Wade Robson, left, and James Safechuck during the recording of "Oprah Winfrey Presents: After Neverland".
(Bennett Raglin / OWN Network)
Winfrey is no stranger to controversy in the documentary field. Last January, the two-part series "Leaving Neverland" – in which two men revealed what they said were years of sexual abuse at the hands of Michael Jackson – debuted at Sundance. When the project debuted on HBO two months later, Winfrey interviewed his two guys, Wade Robson and James Safechuck, for a one-hour special that aired immediately after the broadcast of "Leaving Neverland."

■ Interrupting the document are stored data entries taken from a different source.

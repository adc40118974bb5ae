use anyhow::Result;
use tecuro_runtime::landing::{featured_products, featured_suits};
use tecuro_runtime::{Config, JsonSource};

use crate::types::FeaturedKind;
use crate::presentation::ConsoleRenderer;
use crate::presentation::view_models::{FeaturedProductsViewModel, FeaturedSuitsViewModel};

pub async fn handle<S: JsonSource>(
    source: &S,
    config: &Config,
    kind: FeaturedKind,
    limit: Option<usize>,
    renderer: &ConsoleRenderer,
) -> Result<()> {
    let limit = Some(limit.unwrap_or(config.featured_limit));

    match kind {
        FeaturedKind::Products => {
            let products = featured_products(source, limit).await?;
            renderer.render(FeaturedProductsViewModel { products })
        }
        FeaturedKind::Suits => {
            let suits = featured_suits(source, limit).await?;
            renderer.render(FeaturedSuitsViewModel { suits })
        }
    }
}
use html_escape::{encode_double_quoted_attribute as attr, encode_text as text};
use tecuro_engine::GroupedResult;
use tecuro_types::{CatalogItem, Ingredient, SuitMeta};
use tracing::debug;

/// Trait flags that get a badge on the product card, with their labels
pub const TRAIT_BADGES: [(&str, &str); 3] = [
    ("fragranceFree", "Fragrance-free"),
    ("alcoholFree", "Alcohol-free"),
    ("syntheticPreservativeFree", "No synthetic preservatives"),
];

/// Render target whose markup is replaced wholesale on every draw
#[derive(Debug, Clone, Default, PartialEq, Eq)]
pub struct Container {
    html: String,
    renders: usize,
}

impl Container {
    pub fn new() -> Self {
        Self::default()
    }

    pub fn replace(&mut self, html: String) {
        self.html = html;
        self.renders += 1;
    }

    pub fn html(&self) -> &str {
        &self.html
    }

    /// How many times the markup has been replaced
    pub fn renders(&self) -> usize {
        self.renders
    }
}

/// Produces the markup for one card
pub trait CardRenderer {
    fn render_product(&self, product: &CatalogItem) -> String;
    fn render_suit(&self, suit: &SuitMeta) -> String;
    fn render_ingredient(&self, ingredient: &Ingredient) -> String;
}

/// Post-render pass that swaps icon placeholders for icons. Nothing is
/// returned and nothing waits on it.
pub trait IconPass {
    fn replace_icons(&self);
}

#[derive(Debug, Clone, Copy, Default)]
pub struct NoIcons;

impl IconPass for NoIcons {
    fn replace_icons(&self) {}
}

/// The site's card templates
#[derive(Debug, Clone, Copy, Default)]
pub struct MarkupCards;

impl CardRenderer for MarkupCards {
    fn render_product(&self, product: &CatalogItem) -> String {
        let alt = if product.name.is_empty() {
            "Product image"
        } else {
            product.name.as_str()
        };
        let badges: String = TRAIT_BADGES
            .iter()
            .filter(|(flag, _)| product.has_trait(flag))
            .map(|(_, label)| badge(label))
            .collect();

        format!(
            concat!(
                "<article class=\"card\">",
                "<div class=\"media-container rounded-xl border border-stone-200 bg-stone-50 mb-3\">",
                "<img src=\"{src}\" alt=\"{alt}\" class=\"media-img\">",
                "</div>",
                "<h3 class=\"card-title\">{name}</h3>",
                "<p class=\"card-body\">{body}</p>",
                "<div class=\"mt-2 flex flex-wrap gap-2 text-xs text-stone-600\">{badges}</div>",
                "</article>"
            ),
            src = attr(product.hero_image.as_deref().unwrap_or("")),
            alt = attr(alt),
            name = text(&product.name),
            body = text(product.short_description.as_deref().unwrap_or("")),
            badges = badges,
        )
    }

    fn render_suit(&self, suit: &SuitMeta) -> String {
        let name = if suit.name.is_empty() {
            "Suit"
        } else {
            suit.name.as_str()
        };

        format!(
            concat!(
                "<article class=\"card\">",
                "<div class=\"suit-card-banner mb-3\">",
                "<img src=\"{src}\" alt=\"{alt} banner\">",
                "</div>",
                "<h3 class=\"card-title\">{name}</h3>",
                "<p class=\"card-body\">{body}</p>",
                "</article>"
            ),
            src = attr(&suit.banner_image),
            alt = attr(name),
            name = text(&suit.name),
            body = text(suit.description.as_deref().unwrap_or("")),
        )
    }

    fn render_ingredient(&self, ingredient: &Ingredient) -> String {
        let tags: String = ingredient.tags.iter().map(|t| badge(t)).collect();

        format!(
            concat!(
                "<article class=\"card\">",
                "<h3 class=\"card-title\">{name}</h3>",
                "<div class=\"text-xs text-stone-600 mb-2\">{aliases}</div>",
                "<p class=\"card-body\">{body}</p>",
                "<div class=\"mt-2 flex flex-wrap gap-2 text-xs text-stone-600\">{tags}</div>",
                "</article>"
            ),
            name = text(&ingredient.name),
            aliases = text(&ingredient.aliases.join(", ")),
            body = text(ingredient.description.as_deref().unwrap_or("")),
            tags = tags,
        )
    }
}

fn badge(label: &str) -> String {
    format!(
        "<span class=\"px-2 py-1 rounded-full border border-stone-200\">{}</span>",
        text(label)
    )
}

/// Turns engine output into container markup.
///
/// Every draw fully replaces the container and is followed by the icon pass.
pub struct RenderDispatcher {
    cards: Box<dyn CardRenderer + Send + Sync>,
    icons: Box<dyn IconPass + Send + Sync>,
}

impl Default for RenderDispatcher {
    fn default() -> Self {
        Self::new(MarkupCards, NoIcons)
    }
}

impl RenderDispatcher {
    pub fn new<C, I>(cards: C, icons: I) -> Self
    where
        C: CardRenderer + Send + Sync + 'static,
        I: IconPass + Send + Sync + 'static,
    {
        Self {
            cards: Box::new(cards),
            icons: Box::new(icons),
        }
    }

    /// One section per suit: title, optional banner, then the card grid.
    pub fn render_groups(&self, grouped: &GroupedResult<'_>, container: &mut Container) {
        let sections: String = grouped
            .iter()
            .map(|group| {
                let banner = if group.suit.has_banner() {
                    format!(
                        "<div class=\"suit-banner mb-4\"><img src=\"{}\" alt=\"{}\"></div>",
                        attr(&group.suit.banner_image),
                        attr(&group.suit.name)
                    )
                } else {
                    String::new()
                };
                let cards: String = group
                    .items
                    .iter()
                    .map(|item| self.cards.render_product(item))
                    .collect();

                format!(
                    concat!(
                        "<section class=\"mb-10\">",
                        "<h2 class=\"section-title\">{title}</h2>",
                        "{banner}",
                        "<div class=\"grid sm:grid-cols-2 md:grid-cols-3 gap-6\">{cards}</div>",
                        "</section>"
                    ),
                    title = text(&group.suit.name),
                    banner = banner,
                    cards = cards,
                )
            })
            .collect();

        debug!(
            groups = grouped.len(),
            items = grouped.item_count(),
            "rendering product grid"
        );
        self.draw(container, sections);
    }

    pub fn render_products(&self, products: &[CatalogItem], container: &mut Container) {
        let cards = products.iter().map(|p| self.cards.render_product(p)).collect();
        self.draw(container, cards);
    }

    pub fn render_suits(&self, suits: &[SuitMeta], container: &mut Container) {
        let cards = suits.iter().map(|s| self.cards.render_suit(s)).collect();
        self.draw(container, cards);
    }

    pub fn render_ingredients(&self, ingredients: &[&Ingredient], container: &mut Container) {
        let cards = ingredients
            .iter()
            .map(|i| self.cards.render_ingredient(i))
            .collect();
        self.draw(container, cards);
    }

    fn draw(&self, container: &mut Container, html: String) {
        container.replace(html);
        self.icons.replace_icons();
    }
}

"I haven't been that angry since I did the puppy episode with Ellen (DeGeneres)," Oprah told Trevor Noah on "The Daily Show" in April, referring to a 1997 episode of his talk show in which DeGeneres revealed that was a lesbian.
Simmons' documentary has been shrouded in secrecy since news of his debut was released. The name of the project has not yet been made public – is still listed as "Untitled Kirby Dick / Amy Ziering Film" on the Sundance website – but the press materials still don't say the movie is about the former head of Def Jam Records. It says, however, that the movie follows Drew Dixon, who told the New York Times in 2017 that she was raped by Simmons while working as an A&R executive at her company.
Simmons denies all charges of violence against him since late 2017, when Keri Claussen Khalighi became the first woman to accuse him of sexual abuse in the Los Angeles Times. Shortly after news of the Sundance project, Simmons went to Instagram to call Winfrey directly, saying that he found it "disturbing" that she had chosen to support the film. Rapper 50 Cent followed by own postarguing, "I don't understand why Oprah is stalking black men. Not Harvey Weinstein, No Epstein, just Michael Jackson and Russell Simmons, that's sad.
Simmons representatives did not immediately respond to requests for comments on the documentary.